Я говорю им все, как есть, на сегодня мы ничем больше не можем им помочь.
Мы беседуем еще немного. Всякое человеческое общение для них на вес золота. Потом наступает момент, когда говорить уже не о чем. Надев наручники и заковав в ножные кандалы, их уводят обратно в камеры. Бог знает сколько времени они теперь не увидятся.
Последним уводят Одинокого Волка. Перед уходом, с усилием волоча ноги, тяжелые цепи свисают с него, словно вериги, он в упор смотрит на меня.
– А к чему все это? – спрашивает он.
– Ты же еще жив, старина. – Я изо всех сил стараюсь вбить ему это в голову. – Все можно сделать, пока ты жив.
– Смотря о чем речь. Тут все зависит от того, на чьей ты стороне.
Его уводят.
Я напуган. Опасно дать надежду отчаявшемуся человеку, а потом ненароком отобрать ее. Тогда он становится безумным. На его месте я бы тоже обезумел.
Безумные люди совершают безумные поступки. Посылая к черту мысли о том, чем все это может обернуться.
15
Уже за полночь. Выключив свет, я сижу в кабинете и через окно смотрю на город, точнее, на то, что я могу еще увидеть, на дома из саманного кирпича, в которых уже погас свет, на офисы государственных учреждений, тоже погруженные во мрак. Кроме меня, никого больше нет.
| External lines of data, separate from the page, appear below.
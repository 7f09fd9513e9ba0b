//! Benchmarks for low-level DSP primitives.

mod amplify;
mod analysis;
mod compressor;
mod grain;

pub use amplify::bench_amplify;
pub use analysis::bench_analysis;
pub use compressor::bench_compressor;
pub use grain::bench_grain;
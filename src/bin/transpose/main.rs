//! transpose - terminal player with live pitch and tempo control
//!
//! Run with: cargo run --bin transpose -- song.wav --key "D major"

mod app;
mod ui;

use std::fs::File;
use std::path::PathBuf;

use color_eyre::eyre::{bail, eyre, Result as EyreResult, WrapErr};
use saavy_transpose::StudioConfig;

use app::Player;

const USAGE: &str =
    "usage: transpose <file.wav> [--key <original>] [--target <key>] [--pitch <n>] [--config <path>] [--verbose]";

/// Command line options.
#[derive(Debug, Default)]
pub struct Args {
    pub path: PathBuf,
    pub key: Option<String>,
    pub target: Option<String>,
    pub pitch: Option<i32>,
    pub config: Option<PathBuf>,
    pub verbose: bool,
}

impl Args {
    fn parse(mut args: impl Iterator<Item = String>) -> EyreResult<Self> {
        let mut parsed = Args::default();
        let mut path = None;

        while let Some(arg) = args.next() {
            match arg.as_str() {
                "--key" => parsed.key = Some(value(&mut args, "--key")?),
                "--target" => parsed.target = Some(value(&mut args, "--target")?),
                "--pitch" => {
                    let raw = value(&mut args, "--pitch")?;
                    let pitch = raw
                        .parse::<i32>()
                        .wrap_err_with(|| format!("--pitch expects an integer, got {raw}"))?;
                    parsed.pitch = Some(pitch);
                }
                "--config" => parsed.config = Some(PathBuf::from(value(&mut args, "--config")?)),
                "--verbose" | "-v" => parsed.verbose = true,
                "--help" | "-h" => bail!(USAGE),
                flag if flag.starts_with("--") => bail!("unknown option {flag}\n{USAGE}"),
                file => path = Some(PathBuf::from(file)),
            }
        }

        parsed.path = path.ok_or_else(|| eyre!(USAGE))?;
        Ok(parsed)
    }
}

fn value(args: &mut impl Iterator<Item = String>, flag: &str) -> EyreResult<String> {
    args.next().ok_or_else(|| eyre!("{flag} needs a value"))
}

fn init_logging(verbose: bool) {
    use simplelog::*;

    let log_level = if verbose { LevelFilter::Debug } else { LevelFilter::Warn };

    let log_path = dirs::cache_dir()
        .unwrap_or_else(|| PathBuf::from("."))
        .join("saavy")
        .join("transpose.log");

    if let Some(parent) = log_path.parent() {
        let _ = std::fs::create_dir_all(parent);
    }

    // The TUI owns stdout, so logging goes to a file or nowhere.
    let Ok(log_file) = File::create(&log_path) else {
        return;
    };
    if WriteLogger::init(log_level, Config::default(), log_file).is_ok() {
        log::info!("transpose starting (log level: {:?})", log_level);
    }
}

fn load_config(path: Option<&PathBuf>) -> EyreResult<StudioConfig> {
    let Some(path) = path else {
        return Ok(StudioConfig::default());
    };
    let text = std::fs::read_to_string(path)
        .wrap_err_with(|| format!("failed to read config {}", path.display()))?;
    StudioConfig::from_toml_str(&text).wrap_err_with(|| format!("invalid config {}", path.display()))
}

fn main() -> EyreResult<()> {
    color_eyre::install()?;

    let args = Args::parse(std::env::args().skip(1))?;
    init_logging(args.verbose);
    let config = load_config(args.config.as_ref())?;

    Player::new(args, config).run()
}
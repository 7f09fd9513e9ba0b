//! Pitched notes with an octave ("G3", "C#5"), used for vocal-range checks.

use std::cmp::Ordering;
use std::fmt;

use super::{KeyPreference, Root};

const MIN_OCTAVE: i32 = 0;
const MAX_OCTAVE: i32 = 8;

/// A note name plus octave in 0..=8.
#[derive(Debug, Clone, Copy, PartialEq, Eq)]
pub struct Note {
    root: Root,
    octave: u8,
}

impl Note {
    /// Parse `^[A-G][#b]?[0-8]$`. Anything else is `None`.
    pub fn parse(input: &str) -> Option<Self> {
        let input = input.trim();
        let split = input.len().checked_sub(1)?;
        if !input.is_char_boundary(split) {
            return None;
        }
        let (name, octave) = input.split_at(split);
        let octave = octave.parse::<u8>().ok()?;
        if octave as i32 > MAX_OCTAVE {
            return None;
        }
        Some(Self {
            root: Root::parse(name)?,
            octave,
        })
    }

    pub fn root(&self) -> Root {
        self.root
    }

    pub fn octave(&self) -> u8 {
        self.octave
    }

    /// Absolute semitone number, octave-major (C0 = 0).
    pub fn semitone(&self) -> i32 {
        self.octave as i32 * 12 + self.root.pitch_class() as i32
    }

    /// Shift by `semitones`. The octave follows the total and is clamped to
    /// 0..=8.
    pub fn transposed(self, semitones: i32, preference: KeyPreference) -> Self {
        let total = (self.root.pitch_class() as i32).saturating_add(semitones);
        let pitch_class = total.rem_euclid(12) as u8;
        let octave = (self.octave as i32 + total.div_euclid(12)).clamp(MIN_OCTAVE, MAX_OCTAVE);
        Self {
            root: Root::from_pitch_class(pitch_class, preference),
            octave: octave as u8,
        }
    }
}

impl fmt::Display for Note {
    fn fmt(&self, f: &mut fmt::Formatter<'_>) -> fmt::Result {
        write!(f, "{}{}", self.root.name(), self.octave)
    }
}

/// Transpose a note string such as "G3". Unparseable input is returned
/// unchanged, empty input stays empty.
pub fn transpose_note(note: &str, semitones: i32, preference: KeyPreference) -> String {
    match Note::parse(note) {
        Some(parsed) => parsed.transposed(semitones, preference).to_string(),
        None => note.to_string(),
    }
}

/// Order two note strings by pitch. Unparseable notes compare as C4.
pub fn compare_notes(a: &str, b: &str) -> Ordering {
    let fallback = Note {
        root: Root::from_pitch_class(0, KeyPreference::Sharps),
        octave: 4,
    };
    let a = Note::parse(a).unwrap_or(fallback);
    let b = Note::parse(b).unwrap_or(fallback);
    a.semitone().cmp(&b.semitone())
}
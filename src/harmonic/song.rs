use std::collections::HashMap;
use std::fmt;

#[cfg(feature = "serde")]
use serde::{Deserialize, Serialize};

use crate::{
    error::StoreError,
    io::AudioSource,
    key::{normalize_key, Key},
};

/// Key assumed for songs whose original key was never entered.
pub const DEFAULT_ORIGINAL_KEY: &str = "C";

#[derive(Clone, Debug, PartialEq, Eq, Hash, PartialOrd, Ord)]
#[cfg_attr(feature = "serde", derive(Serialize, Deserialize))]
#[cfg_attr(feature = "serde", serde(transparent))]
pub struct SongId(String);

impl SongId {
    pub fn new(id: impl Into<String>) -> Self {
        Self(id.into())
    }

    pub fn as_str(&self) -> &str {
        &self.0
    }
}

impl fmt::Display for SongId {
    fn fmt(&self, f: &mut fmt::Formatter<'_>) -> fmt::Result {
        f.write_str(&self.0)
    }
}

impl From<&str> for SongId {
    fn from(id: &str) -> Self {
        Self::new(id)
    }
}

/// Pitch and target key, always handled as a pair.
#[derive(Clone, Copy, Debug, PartialEq, Eq)]
pub struct Transposition {
    pub pitch: i32,
    pub target_key: Key,
}

impl fmt::Display for Transposition {
    fn fmt(&self, f: &mut fmt::Formatter<'_>) -> fmt::Result {
        write!(f, "{} ({:+})", self.target_key, self.pitch)
    }
}

/// A song as the store keeps it. Key fields are free text and are only
/// interpreted through [`normalize_key`].
#[derive(Clone, Debug, PartialEq)]
#[cfg_attr(feature = "serde", derive(Serialize, Deserialize))]
#[cfg_attr(feature = "serde", serde(default))]
pub struct SongRecord {
    pub id: SongId,
    pub title: String,
    pub artist: String,
    pub audio_url: Option<AudioSource>,
    pub original_key: Option<String>,
    pub target_key: Option<String>,
    pub pitch: i32,
    pub is_pitch_linked: bool,
    pub is_key_confirmed: bool,
    /// Highest sung note in the original key, e.g. "E4".
    pub highest_note: Option<String>,
}

impl Default for SongRecord {
    fn default() -> Self {
        Self {
            id: SongId::new(""),
            title: String::new(),
            artist: String::new(),
            audio_url: None,
            original_key: None,
            target_key: None,
            pitch: 0,
            is_pitch_linked: true,
            is_key_confirmed: false,
            highest_note: None,
        }
    }
}

impl SongRecord {
    pub fn new(id: impl Into<SongId>, original_key: &str) -> Self {
        Self {
            id: id.into(),
            original_key: Some(original_key.to_string()),
            ..Self::default()
        }
    }

    /// Original key; missing or blank means C.
    pub fn original_key(&self) -> Key {
        match non_blank(&self.original_key) {
            Some(key) => normalize_key(key),
            None => normalize_key(DEFAULT_ORIGINAL_KEY),
        }
    }

    /// Stored target key; missing or blank falls back to the original.
    pub fn stored_target_key(&self) -> Key {
        match non_blank(&self.target_key) {
            Some(key) => normalize_key(key),
            None => self.original_key(),
        }
    }

    pub fn stored_transposition(&self) -> Transposition {
        Transposition {
            pitch: self.pitch,
            target_key: self.stored_target_key(),
        }
    }

    pub fn apply(&mut self, update: &SongUpdate) {
        if let Some(t) = update.transposition {
            self.pitch = t.pitch;
            self.target_key = Some(t.target_key.to_string());
        }
        if let Some(linked) = update.is_pitch_linked {
            self.is_pitch_linked = linked;
        }
        if let Some(confirmed) = update.is_key_confirmed {
            self.is_key_confirmed = confirmed;
        }
    }
}

impl From<String> for SongId {
    fn from(id: String) -> Self {
        Self(id)
    }
}

fn non_blank(value: &Option<String>) -> Option<&str> {
    value.as_deref().filter(|v| !v.trim().is_empty())
}

/// Partial write. Pitch and target key travel together in `transposition`.
#[derive(Clone, Copy, Debug, Default, PartialEq, Eq)]
pub struct SongUpdate {
    pub transposition: Option<Transposition>,
    pub is_pitch_linked: Option<bool>,
    pub is_key_confirmed: Option<bool>,
}

impl SongUpdate {
    pub fn transposition(transposition: Transposition) -> Self {
        Self {
            transposition: Some(transposition),
            ..Self::default()
        }
    }
}

/// Where song records live. Writes are the only way harmonic sync changes
/// stored data.
pub trait SongStore {
    fn song(&self, id: &SongId) -> Option<SongRecord>;

    fn apply(&mut self, id: &SongId, update: &SongUpdate) -> Result<(), StoreError>;
}

#[derive(Clone, Debug, Default)]
pub struct MemorySongStore {
    songs: HashMap<SongId, SongRecord>,
    writes: usize,
}

impl MemorySongStore {
    pub fn new() -> Self {
        Self::default()
    }

    pub fn insert(&mut self, song: SongRecord) {
        self.songs.insert(song.id.clone(), song);
    }

    pub fn get(&self, id: &SongId) -> Option<&SongRecord> {
        self.songs.get(id)
    }

    /// Number of updates applied so far.
    pub fn writes(&self) -> usize {
        self.writes
    }

    pub fn len(&self) -> usize {
        self.songs.len()
    }

    pub fn is_empty(&self) -> bool {
        self.songs.is_empty()
    }
}

impl FromIterator<SongRecord> for MemorySongStore {
    fn from_iter<I: IntoIterator<Item = SongRecord>>(iter: I) -> Self {
        let mut store = Self::new();
        for song in iter {
            store.insert(song);
        }
        store
    }
}

impl SongStore for MemorySongStore {
    fn song(&self, id: &SongId) -> Option<SongRecord> {
        self.songs.get(id).cloned()
    }

    fn apply(&mut self, id: &SongId, update: &SongUpdate) -> Result<(), StoreError> {
        let song = self
            .songs
            .get_mut(id)
            .ok_or_else(|| StoreError::UnknownSong(id.clone()))?;
        song.apply(update);
        self.writes += 1;
        Ok(())
    }
}

#[cfg(test)]
mod tests {
    use super::*;

    #[test]
    fn missing_keys_fall_back() {
        let song = SongRecord {
            id: "a".into(),
            ..SongRecord::default()
        };
        assert_eq!(song.original_key().to_string(), "C");
        assert_eq!(song.stored_target_key().to_string(), "C");

        let song = SongRecord {
            target_key: Some("  ".into()),
            ..SongRecord::new("b", "d major")
        };
        assert_eq!(song.stored_target_key().to_string(), "D");
    }

    #[test]
    fn malformed_stored_keys_become_tbc() {
        let song = SongRecord::new("a", "H#");
        assert!(song.original_key().is_tbc());
    }

    #[test]
    fn updates_write_pitch_and_key_together() {
        let mut store: MemorySongStore = [SongRecord::new("a", "C")].into_iter().collect();
        let id = SongId::new("a");
        let update = SongUpdate::transposition(Transposition {
            pitch: 3,
            target_key: normalize_key("Eb"),
        });
        store.apply(&id, &update).unwrap();

        let song = store.get(&id).unwrap();
        assert_eq!(song.pitch, 3);
        assert_eq!(song.target_key.as_deref(), Some("Eb"));
        assert_eq!(store.writes(), 1);
    }

    #[test]
    fn unknown_songs_are_rejected() {
        let mut store = MemorySongStore::new();
        let err = store.apply(&"ghost".into(), &SongUpdate::default()).unwrap_err();
        assert_eq!(err, StoreError::UnknownSong("ghost".into()));
    }
}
Я чувствую, что оказался на распутье. Подобное ощущение возникало у меня и раньше, похоже, вне зависимости от того, где я и что я, оно прочно вошло в мою жизнь. По своему характеру я всегда был склонен драматизировать положение вещей, в суде это оказывалось мне на руку, но теперь, когда я наконец попытался разобраться, что к чему, боюсь, привычка выходит мне боком. В итоге я потерял дружеские отношения с людьми, которыми дорожил, начал выдумывать проблемы на пустом месте или преувеличивать их. У меня появилась потребность делать из мухи слона, превращая это раздражение в источник душевных терзаний, пока они не становились реальностью и я не обрушивался на причины их возникновения – не на самого себя, кого и следовало винить в первую очередь, а на причины, которые сам же и придумал. Беда в том, что я из числа тех, кто скорее даст отрезать себе нос, чем позволит унизить. Я так и не сумел преодолеть в себе эти детские взгляды на жизнь. Кроме того, что-то ущербное есть во мне самом, я это чувствую. Психолог, возможно, сказал бы, что я считаю себя недостойным того, чтобы ко мне относились по-хорошему, вот и стремлюсь, чтобы ко мне так не относились. В результате же я лишаюсь самого важного – способности, когда не сгораю от жалости к самому себе, радоваться жизни, чувствовать всю ее прелесть на самом деле. Я злюсь на Энди и Фреда, но было время, когда они мне нравились, нас многое связывало, вместе нам удалось добиться кое-чего значительного, что просуществовало какое-то время, но на заключительном этапе уже без меня. И я сам все разрушил. Не они, а я. Уже столько времени прошло с тех пор, как мы с Патрицией расстались, что всех деталей и не помню, но уверен: и в этом случае я вел себя приблизительно так же – все то же самолюбование, потребность все время находиться на переднем плане, чувствовать себя важной птицей, помыкать людьми, контролировать их. Я согласен, в конечном счете нашим отношениям, вне всякого сомнения, все равно пришел бы конец, ведь причина та, что вел я себя не как мужчина, не как настоящий мужчина.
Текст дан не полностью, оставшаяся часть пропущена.